The ABA began accrediting law schools in 1923.  That year it approved 40 schools, including well-established private schools -- like Harvard, Yale and Washington & Lee -- and a number of state-sponsored law schools, many of which are associated with land-grant universities.

Too Much Capacity

I guess what I am trying to say is that the ABA approved a lot of law school "capacity" since 1970.  In the last decade, it granted accreditation -- full or provisional -- to 16 law schools.

Assuming those 16 new schools expected to have a student population of about 300 law students, the ABA created capacity for 4,800 more students. Many of the new schools -- especially the for-profit schools, including Charlotte, Arizona Summit (formerly Phoenix), Charleston (soon to join the Infilaw family), and Atlanta's John Marshall -- hope to have substantially larger classes to meet their profit expectations.

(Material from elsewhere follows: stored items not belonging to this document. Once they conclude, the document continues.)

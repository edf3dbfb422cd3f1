pub mod filter;
pub mod processor;
pub mod runner;
pub mod summary;
mod tests;

pub use filter::{scan_eligible, EligibilityCriteria, ScanOutcome};
pub use processor::{is_duplicate, PostOutcome, PostProcessor};
pub use runner::{run, run_with};
pub use summary::{FailureRecord, RunCounts, RunStatus, RunSummary};
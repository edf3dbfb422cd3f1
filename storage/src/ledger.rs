use analyzer_core::{CoreError, DatabaseError, LedgerEntry};
use sqlx::sqlite::{SqliteConnectOptions, SqlitePool, SqlitePoolOptions};
use std::str::FromStr;
use tracing::{debug, info};

/// Durable record of posts that have already been handled.
pub trait Ledger {
    async fn contains(&self, post_id: &str) -> Result<bool, CoreError>;

    /// Inserts `entry`. An existing entry for the same post is left as is.
    async fn mark_processed(&self, entry: &LedgerEntry) -> Result<(), CoreError>;
}

pub struct SqliteLedger {
    pool: SqlitePool,
}

impl SqliteLedger {
    /// Opens (creating if needed) the ledger database at `database_url` and
    /// runs migrations.
    pub async fn connect(database_url: &str) -> Result<Self, CoreError> {
        let options = SqliteConnectOptions::from_str(database_url)
            .map_err(|e| DatabaseError::ConnectionFailed {
                reason: e.to_string(),
            })?
            .create_if_missing(true);

        // Each connection to an in-memory database is a separate database.
        let max_connections = if database_url.contains(":memory:") { 1 } else { 5 };

        let pool = SqlitePoolOptions::new()
            .max_connections(max_connections)
            .connect_with(options)
            .await
            .map_err(|e| DatabaseError::ConnectionFailed {
                reason: e.to_string(),
            })?;

        let ledger = Self { pool };
        ledger.run_migrations().await?;
        info!("Ledger database ready at {}", database_url);
        Ok(ledger)
    }

    #[cfg(test)]
    pub(crate) async fn in_memory() -> Result<Self, CoreError> {
        Self::connect("sqlite::memory:").await
    }

    async fn run_migrations(&self) -> Result<(), CoreError> {
        sqlx::query(
            r#"
            CREATE TABLE IF NOT EXISTS processed_posts (
                post_id TEXT PRIMARY KEY,
                processed_timestamp_utc TEXT NOT NULL
            );
            "#,
        )
        .execute(&self.pool)
        .await
        .map_err(|_| DatabaseError::MigrationFailed {
            migration: "create processed_posts".to_string(),
        })?;

        Ok(())
    }

    #[cfg(test)]
    pub(crate) fn pool(&self) -> &SqlitePool {
        &self.pool
    }

    #[cfg(test)]
    pub(crate) async fn get_entry(&self, post_id: &str) -> Result<Option<LedgerEntry>, CoreError> {
        let row: Option<(String, String)> = sqlx::query_as(
            "SELECT post_id, processed_timestamp_utc FROM processed_posts WHERE post_id = ?",
        )
        .bind(post_id)
        .fetch_optional(&self.pool)
        .await
        .map_err(DatabaseError::from)?;

        row.map(|(post_id, timestamp)| -> Result<LedgerEntry, CoreError> {
            let processed = chrono::DateTime::parse_from_rfc3339(&timestamp)
                .map_err(|_| DatabaseError::QueryFailed {
                    query: format!("unreadable timestamp for {post_id}"),
                })?
                .with_timezone(&chrono::Utc);
            Ok(LedgerEntry::new(post_id, processed))
        })
        .transpose()
    }

    #[cfg(test)]
    pub(crate) async fn count(&self) -> Result<i64, CoreError> {
        let count: i64 = sqlx::query_scalar("SELECT COUNT(*) FROM processed_posts")
            .fetch_one(&self.pool)
            .await
            .map_err(DatabaseError::from)?;
        Ok(count)
    }
}

impl Ledger for SqliteLedger {
    async fn contains(&self, post_id: &str) -> Result<bool, CoreError> {
        let found: Option<i64> =
            sqlx::query_scalar("SELECT 1 FROM processed_posts WHERE post_id = ?")
                .bind(post_id)
                .fetch_optional(&self.pool)
                .await
                .map_err(DatabaseError::from)?;
        Ok(found.is_some())
    }

    async fn mark_processed(&self, entry: &LedgerEntry) -> Result<(), CoreError> {
        let result = sqlx::query(
            "INSERT OR IGNORE INTO processed_posts (post_id, processed_timestamp_utc) VALUES (?, ?)",
        )
        .bind(&entry.post_id)
        .bind(entry.processed_timestamp_utc.to_rfc3339())
        .execute(&self.pool)
        .await
        .map_err(DatabaseError::from)?;

        if result.rows_affected() == 0 {
            debug!("Post {} was already in the ledger", entry.post_id);
        }
        Ok(())
    }
}
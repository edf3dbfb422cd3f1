use analyzer_core::{ErrorExt, RedditPost};
use serde::Serialize;
use std::time::Duration;
use tracing::{error, info, warn};

/// Failure records carry at most this many title characters.
pub const FAILURE_TITLE_CHARS: usize = 50;

#[derive(Debug, Clone, Copy, PartialEq, Eq, Serialize)]
#[serde(rename_all = "snake_case")]
pub enum RunStatus {
    FullSuccess,
    PartialSuccess,
    Fatal,
}

#[derive(Debug, Clone, PartialEq, Eq, Serialize)]
pub struct FailureRecord {
    pub post_id: String,
    pub title: String,
    pub reason: String,
}

impl FailureRecord {
    pub fn new<E: ErrorExt>(post: &RedditPost, error: &E) -> Self {
        Self {
            post_id: post.id.clone(),
            title: post.short_title(FAILURE_TITLE_CHARS),
            reason: error.failure_reason(),
        }
    }
}

#[derive(Debug, Clone, Copy, Default, PartialEq, Eq, Serialize)]
pub struct RunCounts {
    pub scanned: usize,
    pub eligible: usize,
    pub processed: usize,
    pub skipped_duplicates: usize,
    pub skipped_low_comments: usize,
    pub failed: usize,
}

#[derive(Debug, Clone, Serialize)]
pub struct RunSummary {
    pub status: RunStatus,
    pub message: String,
    pub counts: RunCounts,
    #[serde(skip_serializing_if = "Vec::is_empty")]
    pub failures: Vec<FailureRecord>,
    pub duration_secs: f64,
}

impl RunSummary {
    pub fn fatal(message: impl Into<String>, counts: RunCounts, duration: Duration) -> Self {
        Self {
            status: RunStatus::Fatal,
            message: message.into(),
            counts,
            failures: Vec::new(),
            duration_secs: duration.as_secs_f64(),
        }
    }

    /// Summary of a run that got through its eligible list.
    pub fn completed(
        counts: RunCounts,
        failures: Vec<FailureRecord>,
        duration: Duration,
        min_comments: u32,
        target: usize,
    ) -> Self {
        let status = if failures.is_empty() {
            RunStatus::FullSuccess
        } else {
            RunStatus::PartialSuccess
        };

        let message = format!(
            "Processing complete in {:.2}s. Checked {} new posts. Found {} eligible (>= {} comments, target {}). Skipped {} (low comments). Processed {} new. Skipped {} (already processed). Failed {}.",
            duration.as_secs_f64(),
            counts.scanned,
            counts.eligible,
            min_comments,
            target,
            counts.skipped_low_comments,
            counts.processed,
            counts.skipped_duplicates,
            counts.failed,
        );

        Self {
            status,
            message,
            counts,
            failures,
            duration_secs: duration.as_secs_f64(),
        }
    }

    pub fn is_fatal(&self) -> bool {
        self.status == RunStatus::Fatal
    }

    pub fn log(&self) {
        match self.status {
            RunStatus::FullSuccess => info!("{}", self.message),
            RunStatus::PartialSuccess => warn!("{}", self.message),
            RunStatus::Fatal => error!("Run failed: {}", self.message),
        }
        for failure in &self.failures {
            warn!(
                "  - Post {} ('{}'): {}",
                failure.post_id, failure.title, failure.reason
            );
        }
    }
}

Thus, the drop in enrollees seen just in 2013 wiped out the need for all the capacity added over the last decade.  Current trends suggest that the ABA should not accredit any more law schools.

December 20, 2013 Update:  Commentary on the current market situation for law schools here.

Dec. 21, 2013 Update:  And this statement, nestled in a broader discussion of the revolution happening in the legal field:
If you want an example, take a look at law schools. You’re probably aware that applications to US law schools have been dropping like a stone and that enrolment is now down to itslowest level since 1977. As Bruce MacEwen notes (and as I’ve been saying for some time now), this story has only one ending: many American law schools will close or will become so small as to turn into veritable cottage businesses. There’s no question that there are too many law schools providing too little value to their students and to the clients they’ll someday struggle to serve, and that a major correction is overdue here. There’s also a lot of schadenfreude throughout the profession right now as these schools wriggle on the hook. 
We can hope for and work towards a renaissance and reinvention of law school. But what if that fails? What if 80% of US law schools close and are not replaced? Will the profession and the public be well served by a legal education system that features Harvard, Yale, Stanford and a few other clones, and nobody else? Or what if the failed law schools are followed by profiteering private law degree factories that replace the passive academic lecture with cookie-cutter “practical training” packages bereft of jurisprudence and professionalism? I think this is an unlikely outcome. But it is a possible outcome — a possibility that didn’t exist 10 years ago, but does today.
Jan. 1, 2014 Update:  This National Law Journal 2013-in-review summary spoke to the issue of new law schools:
9. MORE NEW SCHOOLS 
Think plummeting demand for a law degree would put the brakes on plans to open new schools? Think again. The Indiana Tech Law School in August opened the doors to its new $15 million building in Fort Wayne. The school didn't meet its initial enrollment goal of 100 students — the inaugural class comprises 32 — but its dean has expressed optimism about the future. Meanwhile, administrators at the University of North Texas at Dallas are moving forward with plans to open the long-discussed UNT Dallas College of Law next fall; the school is now accepting applications.
Jan. 3, 2014 Update:  Prof. Debbie Merritt offers here her assessment of whether existing law schools will close in light of the current fall off in applications to law school.